In part three of Kris Kent's trilogy he hops aboard the Millenium Falcon and heads to Slovenia. The Force is strong is this one.
In part two we explored my more recent experiences of fishing abroad ending with the trip to the Trysil in Norway. In part three we consider this year's trip to Slovenia.
After the success of our trip to Norway in 2013 we decided to go all out and arrange the entire next trip ourselves. Charles had always fancied Slovenia, so Slovenia it was.Our arrival at Ljubljana airport was inauspicious. Grey cloud hung low over the broad plain on which the airport is situated so that we only glimpsed it as we dropped out of the cloud moments before touchdown. A light drizzle set in as we picked up the hire minibus and started to make our way out across the plain and then up and over the low mountains hiding in the clouds before us. As it turned out the weather gods were going to be kind to us. It was only a ninety minute drive to our destination but after a 4.00am start and zero rations on the budget airline flight we were hungry so we stopped off on route for a quick beer and a pizza. First key learning point, always check the size of the pizza before ordering. The pizzas turned out to be somewhat large, enough for one between two but we had ordered one each. So we left Škofja Loka feeling full. Next key learning point, don’t trust TomTom. The sat nav took us the most direct route which turned out not to be the main route. It was a bit tight in spots but on the bright side it did offer us some stunning views as we crested the mountains and started to drop in to the Idrijca valley. Paul was the nominated driver and he looked a little nervous at times especially as he clipped the trailer of an elderly farmer transporting firewood down the mountain. Close call.

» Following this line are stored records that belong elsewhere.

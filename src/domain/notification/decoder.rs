//! Incremental decoder for the SSE wire format.
//!
//! Bytes arrive in arbitrary chunks from the network; the decoder keeps the
//! partial line between calls and yields a [`Frame`] each time a blank line
//! closes one.

use super::message::DEFAULT_EVENT_TYPE;

const BOM: &[u8] = b"\xEF\xBB\xBF";

/// One decoded frame.
#[derive(Debug, Clone, PartialEq, Eq, Default)]
pub struct Frame {
    /// `id:` value set inside this frame, if any.
    pub id: Option<String>,
    /// `event:` value, if any.
    pub event: Option<String>,
    /// `retry:` value, if it was a valid integer.
    pub retry_ms: Option<u64>,
    /// Concatenated `data:` lines joined by `\n`.
    pub data: String,
}

impl Frame {
    /// Event type used for handler dispatch; `"message"` when unnamed.
    pub fn event_type(&self) -> &str {
        self.event
            .as_deref()
            .filter(|e| !e.is_empty())
            .unwrap_or(DEFAULT_EVENT_TYPE)
    }
}

/// Stateful SSE stream decoder.
#[derive(Debug, Default)]
pub struct FrameDecoder {
    line: Vec<u8>,
    skip_lf: bool,
    started: bool,
    event: Option<String>,
    id: Option<String>,
    retry_ms: Option<u64>,
    data: Vec<String>,
    last_event_id: Option<String>,
}

impl FrameDecoder {
    /// Creates a decoder positioned at the start of a stream.
    pub fn new() -> Self {
        Self::default()
    }

    /// The most recent `id:` seen on this stream, sticky across frames.
    pub fn last_event_id(&self) -> Option<&str> {
        self.last_event_id.as_deref()
    }

    /// Feeds a chunk and returns every frame it completed.
    pub fn feed(&mut self, chunk: &[u8]) -> Vec<Frame> {
        let mut frames = Vec::new();

        for &byte in chunk {
            if self.skip_lf {
                self.skip_lf = false;
                if byte == b'\n' {
                    continue;
                }
            }

            match byte {
                b'\n' => self.end_line(&mut frames),
                b'\r' => {
                    self.end_line(&mut frames);
                    self.skip_lf = true;
                }
                _ => self.line.push(byte),
            }
        }

        frames
    }

    fn end_line(&mut self, frames: &mut Vec<Frame>) {
        let raw = std::mem::take(&mut self.line);
        let mut bytes = raw.as_slice();

        if !self.started {
            self.started = true;
            bytes = bytes.strip_prefix(BOM).unwrap_or(bytes);
        }

        let line = String::from_utf8_lossy(bytes);
        self.process_line(&line, frames);
    }

    fn process_line(&mut self, line: &str, frames: &mut Vec<Frame>) {
        if line.is_empty() {
            if let Some(frame) = self.dispatch() {
                frames.push(frame);
            }
            return;
        }

        // Comment; servers use these as keep-alives.
        if line.starts_with(':') {
            return;
        }

        let (field, value) = match line.find(':') {
            Some(idx) => {
                let value = &line[idx + 1..];
                (&line[..idx], value.strip_prefix(' ').unwrap_or(value))
            }
            None => (line, ""),
        };

        match field {
            "event" => self.event = Some(value.to_string()),
            "data" => self.data.push(value.to_string()),
            "id" => {
                if !value.contains('\0') {
                    self.id = Some(value.to_string());
                    self.last_event_id = Some(value.to_string());
                }
            }
            "retry" => {
                if !value.is_empty() && value.bytes().all(|b| b.is_ascii_digit()) {
                    self.retry_ms = value.parse().ok();
                }
            }
            _ => {}
        }
    }

    fn dispatch(&mut self) -> Option<Frame> {
        let event = self.event.take();
        let id = self.id.take();
        let retry_ms = self.retry_ms.take();
        let data = std::mem::take(&mut self.data);

        if data.is_empty() {
            return None;
        }

        Some(Frame {
            id,
            event,
            retry_ms,
            data: data.join("\n"),
        })
    }
}

#[cfg(test)]
mod tests {
    use super::*;
    use crate::domain::notification::message::{frame, SseMessage};

    #[test]
    fn decodes_single_frame() {
        let mut decoder = FrameDecoder::new();
        let frames = decoder.feed(b"id: 7\nevent: notification\ndata: hi\n\n");

        assert_eq!(frames.len(), 1);
        assert_eq!(frames[0].id.as_deref(), Some("7"));
        assert_eq!(frames[0].event_type(), "notification");
        assert_eq!(frames[0].data, "hi");
    }

    #[test]
    fn unnamed_frame_defaults_to_message() {
        let mut decoder = FrameDecoder::new();
        let frames = decoder.feed(b"data: plain\n\n");
        assert_eq!(frames[0].event_type(), "message");
    }

    #[test]
    fn joins_multiple_data_lines() {
        let mut decoder = FrameDecoder::new();
        let frames = decoder.feed(b"data: one\ndata: two\n\n");
        assert_eq!(frames[0].data, "one\ntwo");
    }

    #[test]
    fn handles_chunk_boundaries_anywhere() {
        let wire = frame(&SseMessage::event("update", "payload").with_id("1"));
        let mut decoder = FrameDecoder::new();
        let mut frames = Vec::new();

        for byte in wire.as_bytes() {
            frames.extend(decoder.feed(std::slice::from_ref(byte)));
        }

        assert_eq!(frames.len(), 1);
        assert_eq!(frames[0].event_type(), "update");
        assert_eq!(frames[0].data, "payload");
    }

    #[test]
    fn handles_crlf_split_across_chunks() {
        let mut decoder = FrameDecoder::new();
        let mut frames = decoder.feed(b"data: a\r");
        frames.extend(decoder.feed(b"\n\r\n"));

        assert_eq!(frames.len(), 1);
        assert_eq!(frames[0].data, "a");
    }

    #[test]
    fn ignores_comments_and_unknown_fields() {
        let mut decoder = FrameDecoder::new();
        let frames = decoder.feed(b": keep-alive\n\nfoo: bar\ndata: x\n\n");

        assert_eq!(frames.len(), 1);
        assert_eq!(frames[0].data, "x");
    }

    #[test]
    fn frame_without_data_is_discarded() {
        let mut decoder = FrameDecoder::new();
        let frames = decoder.feed(b"event: lonely\n\ndata: next\n\n");

        assert_eq!(frames.len(), 1);
        assert_eq!(frames[0].event_type(), "message");
    }

    #[test]
    fn retry_requires_digits() {
        let mut decoder = FrameDecoder::new();
        let frames = decoder.feed(b"retry: 3000\ndata: a\n\nretry: soon\ndata: b\n\n");

        assert_eq!(frames[0].retry_ms, Some(3000));
        assert_eq!(frames[1].retry_ms, None);
    }

    #[test]
    fn last_event_id_is_sticky() {
        let mut decoder = FrameDecoder::new();
        decoder.feed(b"id: 9\ndata: a\n\ndata: b\n\n");
        assert_eq!(decoder.last_event_id(), Some("9"));
    }

    #[test]
    fn skips_leading_bom() {
        let mut decoder = FrameDecoder::new();
        let frames = decoder.feed(b"\xEF\xBB\xBFdata: x\n\n");
        assert_eq!(frames[0].data, "x");
    }

    #[test]
    fn incomplete_frame_is_held_back() {
        let mut decoder = FrameDecoder::new();
        assert!(decoder.feed(b"data: partial\n").is_empty());
        assert_eq!(decoder.feed(b"\n").len(), 1);
    }

    #[test]
    fn decodes_what_the_framer_produces() {
        let msg = SseMessage::event("notification", "first\nsecond").with_id("abc");
        let mut decoder = FrameDecoder::new();
        let frames = decoder.feed(frame(&msg).as_bytes());

        assert_eq!(frames.len(), 1);
        assert_eq!(frames[0].id.as_deref(), Some("abc"));
        assert_eq!(frames[0].data, "first\nsecond");
    }
}
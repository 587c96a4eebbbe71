//! Error types for the domain layer.

use thiserror::Error;

/// Errors that occur during value object construction.
#[derive(Debug, Clone, PartialEq, Eq, Error)]
pub enum ValidationError {
    #[error("Field '{field}' cannot be empty")]
    EmptyField { field: String },

    #[error("Field '{field}' has invalid format: {reason}")]
    InvalidFormat { field: String, reason: String },
}

impl ValidationError {
    /// Creates an empty field validation error.
    pub fn empty_field(field: impl Into<String>) -> Self {
        ValidationError::EmptyField { field: field.into() }
    }

    /// Creates an invalid format validation error.
    pub fn invalid_format(field: impl Into<String>, reason: impl Into<String>) -> Self {
        ValidationError::InvalidFormat {
            field: field.into(),
            reason: reason.into(),
        }
    }
}

#[cfg(test)]
mod tests {
    use super::*;

    #[test]
    fn validation_error_empty_field_displays_correctly() {
        let err = ValidationError::empty_field("user_id");
        assert_eq!(format!("{}", err), "Field 'user_id' cannot be empty");
    }

    #[test]
    fn validation_error_invalid_format_displays_correctly() {
        let err = ValidationError::invalid_format("state_transition", "Cannot go back");
        assert_eq!(
            format!("{}", err),
            "Field 'state_transition' has invalid format: Cannot go back"
        );
    }
}
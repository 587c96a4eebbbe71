//! HTTP DTOs for notification endpoints.

use serde::{Deserialize, Serialize};

use crate::ports::PresenceReader;

/// Response for the presence endpoint.
#[derive(Debug, Clone, PartialEq, Eq, Serialize, Deserialize)]
pub struct PresenceResponse {
    /// Open connections, anonymous included.
    pub connections: usize,
    /// Distinct identified users with at least one connection.
    pub users: usize,
}

impl PresenceResponse {
    pub fn from_reader(reader: &dyn PresenceReader) -> Self {
        Self {
            connections: reader.connection_count(),
            users: reader.distinct_user_count(),
        }
    }
}
//! Application handlers.
//!
//! Command handlers that orchestrate notification delivery through ports.

mod publish_notification;

pub use publish_notification::{
    Audience, PublishNotificationCommand, PublishNotificationHandler, PublishNotificationResult,
};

Stuart Minnikin had recommended our base for the week. Kate and Brett Bedford sold up in the UK and moved to Slovenia to live the ‘good life’. They make the perfect Barbara and Tom Good. Tilnik Farm is perched high on the hillside looking down on the Idrijca river.
They renovated the old farmhouse creating apartments for paying guests. They live there with their two dogs and a small herd of sheep and are trying to be self-sufficient learning the local ways to grow and preserve produce from their Slovenian neighbours.
Kate makes a few extra euros providing physiotherapy to the local farmers worn out from making a living on the steep slopes bordering the river and Brett helps out the increasing number of visiting fishermen, driving them up and down the river, dropping them off at the most productive stretches and offering a little advice along the way. They can also arrange local guides and generally make life easy for you. Unfortunately our party was too large for Tilnik Farm so we were staying at a friend’s farmhouse a little way upstream on the opposite bank at Reka.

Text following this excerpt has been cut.